In Chapter 3 of E. Morozov’s book, The Net Delusion: The Dark Side of Internet Freedom, he talks about the “promoting” of internet in authoritarian societies has effected, or failed to effect citizen’s participation in and the questioning of their governments. He points out that it has actually had the opposite effect- that citizens of these countries are actually more skeptical of democratic governments, and are “lulled” and distracted from their own thanks to these somewhat ridiculous, mind numbing forms of entertainment. While I can understand the distraction that comes with the endless things one can do on the internet, I have a hard time believing that the majority of people don’t find this so called “unfiltered” information liberating, and take advantage of it. This voice that the Internet has given everyone was seen after the earthquake in China, when the community exposed the government trying to cover up the fact that the schools were not up to code, and that was the reason so many children were killed. Morozov states, “If anything, the Internet makes it harder, not easier to get people to care, if only because the alternatives to political action are so much more pleasant and risk-free…Where new media and the Internet truly excel is in suppressing boredom” (Morozov, 74-75). I can’t help but ask, has the world become that lazy and complacent?
Morozov goes on to talk about that not only do we have endless cheap entertainment, but now sites such as YouTube and Facebook allow us to customize our experience, creating a bigger, more enticing distraction. Even if we wanted to escape this constant customization, we couldn’t. As Eli Pariser talks about in The Filter Bubble: What the Internet is Hiding from You, “Personal intelligent agents lie under the surface of every Web site we go to,” (Pariser, 24).

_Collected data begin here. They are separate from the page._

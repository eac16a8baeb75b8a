use std::fs;
use std::path::PathBuf;

use scout_engine::cluster::{AutoKMeans, CLUSTER_COLUMN, KMeans, cluster, cluster_with};
use scout_engine::rating::{RatingConfig, RatingGroup, estimate_style_ratings};
use scout_engine::reduce::{ZScoreMean, reduce, reduce_with};
use scout_engine::standardize::column_stats;
use scout_engine::{Dataset, Record, ScoutError};

fn read_fixture(name: &str) -> String {
    let mut path = PathBuf::from(env!("CARGO_MANIFEST_DIR"));
    path.push("tests");
    path.push("fixtures");
    path.push(name);
    fs::read_to_string(path).expect("fixture file should be readable")
}

fn players() -> Dataset {
    serde_json::from_str(&read_fixture("players.json")).expect("players fixture should parse")
}

fn column(ds: &Dataset, name: &str) -> Vec<Option<f64>> {
    ds.values(name).expect("column should exist")
}

fn value_of(ds: &Dataset, id: &str, name: &str) -> Option<f64> {
    ds.records()[ds.position(id).expect("player should exist")].stat(name)
}

#[test]
fn reduce_appends_centered_components() {
    let out = reduce(&players(), &["goals", "shots", "xg"], 2).unwrap();
    for name in ["component_1", "component_2"] {
        let values: Vec<f64> = column(&out, name).into_iter().flatten().collect();
        assert_eq!(values.len(), 13);
        assert!(column_stats(&values).mean.abs() < 1e-9);
    }
    assert_eq!(out.columns().len(), players().columns().len() + 2);
}

#[test]
fn reduce_rejects_too_many_dimensions() {
    assert!(matches!(
        reduce(&players(), &["goals", "shots", "xg"], 4),
        Err(ScoutError::Value(_))
    ));
}

#[test]
fn composite_reducer_orders_like_the_first_component() {
    let ds = players();
    let pca = reduce(&ds, &["goals", "shots", "xg"], 1).unwrap();
    let mean = reduce_with(&ds, &["goals", "shots", "xg"], 1, &ZScoreMean).unwrap();
    for out in [&pca, &mean] {
        let kane = value_of(out, "Kane", "component_1").unwrap();
        assert!(column(out, "component_1").into_iter().flatten().all(|v| v <= kane));
    }
}

#[test]
fn cluster_is_reproducible_and_labels_every_row() {
    let ds = players();
    let cols = ["goals", "shots", "xg", "assists"];
    let first = cluster(&ds, &cols).unwrap();
    let second = cluster(&ds, &cols).unwrap();
    assert_eq!(first, second);
    let labels = column(&first, CLUSTER_COLUMN);
    assert!(labels.iter().all(|l| l.is_some_and(|v| v >= 0.0 && v.fract() == 0.0)));
    assert_eq!(labels[0], Some(0.0));
}

#[test]
fn identical_players_share_a_cluster() {
    let mut ds = players();
    ds.push(
        Record::new("Kane (loan)")
            .with_stat("goals", 36.0)
            .with_stat("shots", 138.0)
            .with_stat("xg", 30.6),
    );
    for estimator in [AutoKMeans::default(), AutoKMeans::elbow(false)] {
        let out = cluster_with(&ds, &["goals", "shots", "xg"], &estimator).unwrap();
        assert_eq!(
            value_of(&out, "Kane", CLUSTER_COLUMN),
            value_of(&out, "Kane (loan)", CLUSTER_COLUMN)
        );
    }
}

#[test]
fn cluster_count_must_fit_the_dataset() {
    let ds = players();
    assert!(matches!(
        cluster_with(&ds, &["goals"], &KMeans::new(14)),
        Err(ScoutError::Value(_))
    ));
    // Every row may be its own cluster; equal goal counts still share a label.
    let out = cluster_with(&ds, &["goals"], &KMeans::new(13)).unwrap();
    assert_eq!(
        value_of(&out, "Odegaard", CLUSTER_COLUMN),
        value_of(&out, "Rodri", CLUSTER_COLUMN)
    );
    assert!(matches!(
        cluster(&ds, &["tackles"]),
        Err(ScoutError::DataQuality(_))
    ));
}

#[test]
fn style_ratings_follow_the_config() {
    let config: RatingConfig =
        serde_json::from_str(&read_fixture("ratings.json")).expect("rating config should parse");
    let out = estimate_style_ratings(&players(), &config).unwrap();

    for name in ["attack_rating", "defense_rating"] {
        assert!(out.has_column(name));
        assert!(column(&out, name).into_iter().flatten().all(|r| (0.0..=100.0).contains(&r)));
    }
    assert_eq!(value_of(&out, "Kane", "attack_rating"), Some(100.0));
    assert_eq!(value_of(&out, "Trialist", "attack_rating"), Some(0.0));
    // No tackles recorded, so no defensive rating.
    assert_eq!(value_of(&out, "Trialist", "defense_rating"), None);
    assert_eq!(column(&out, "defense_rating").into_iter().flatten().count(), 12);
}

#[test]
fn flipping_direction_mirrors_the_rating() {
    let ds = players();
    let up = RatingConfig::new().with("aggression", RatingGroup::new(["fouls"]));
    let down = RatingConfig::new().with("aggression", RatingGroup::new(["fouls"]).lower_better("fouls"));
    let up = column(&estimate_style_ratings(&ds, &up).unwrap(), "aggression_rating");
    let down = column(&estimate_style_ratings(&ds, &down).unwrap(), "aggression_rating");
    for (u, d) in up.iter().zip(&down) {
        let (u, d) = (u.unwrap(), d.unwrap());
        assert!((u + d - 100.0).abs() < 1e-9);
    }
}

#[test]
fn ratings_leave_the_input_untouched() {
    let ds = players();
    let config: RatingConfig =
        serde_json::from_str(&read_fixture("ratings.json")).expect("rating config should parse");
    let _ = estimate_style_ratings(&ds, &config).unwrap();
    assert_eq!(ds, players());
}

With Facebook, for example, and the “Facebook Everywhere,” (Pariser 39) concept, every site you go to, every click you make is seen by Facebook, and are constantly personalizing your experience. This type of tracking system, while it seems like it is invented to improve our experience, just helps those in charge, and increase the amount surveillance and propaganda in Western governments.
Despite these somewhat scary personal intelligent agents, and endless distractions, do you believe that these communities in authoritarian societies will be able to truly break free of the constant surveillance and distraction from the truth behind their government as China has begun to? Or will the source, that personally has increased my knowledge of political, cultural, and foreign events, stay just a distraction?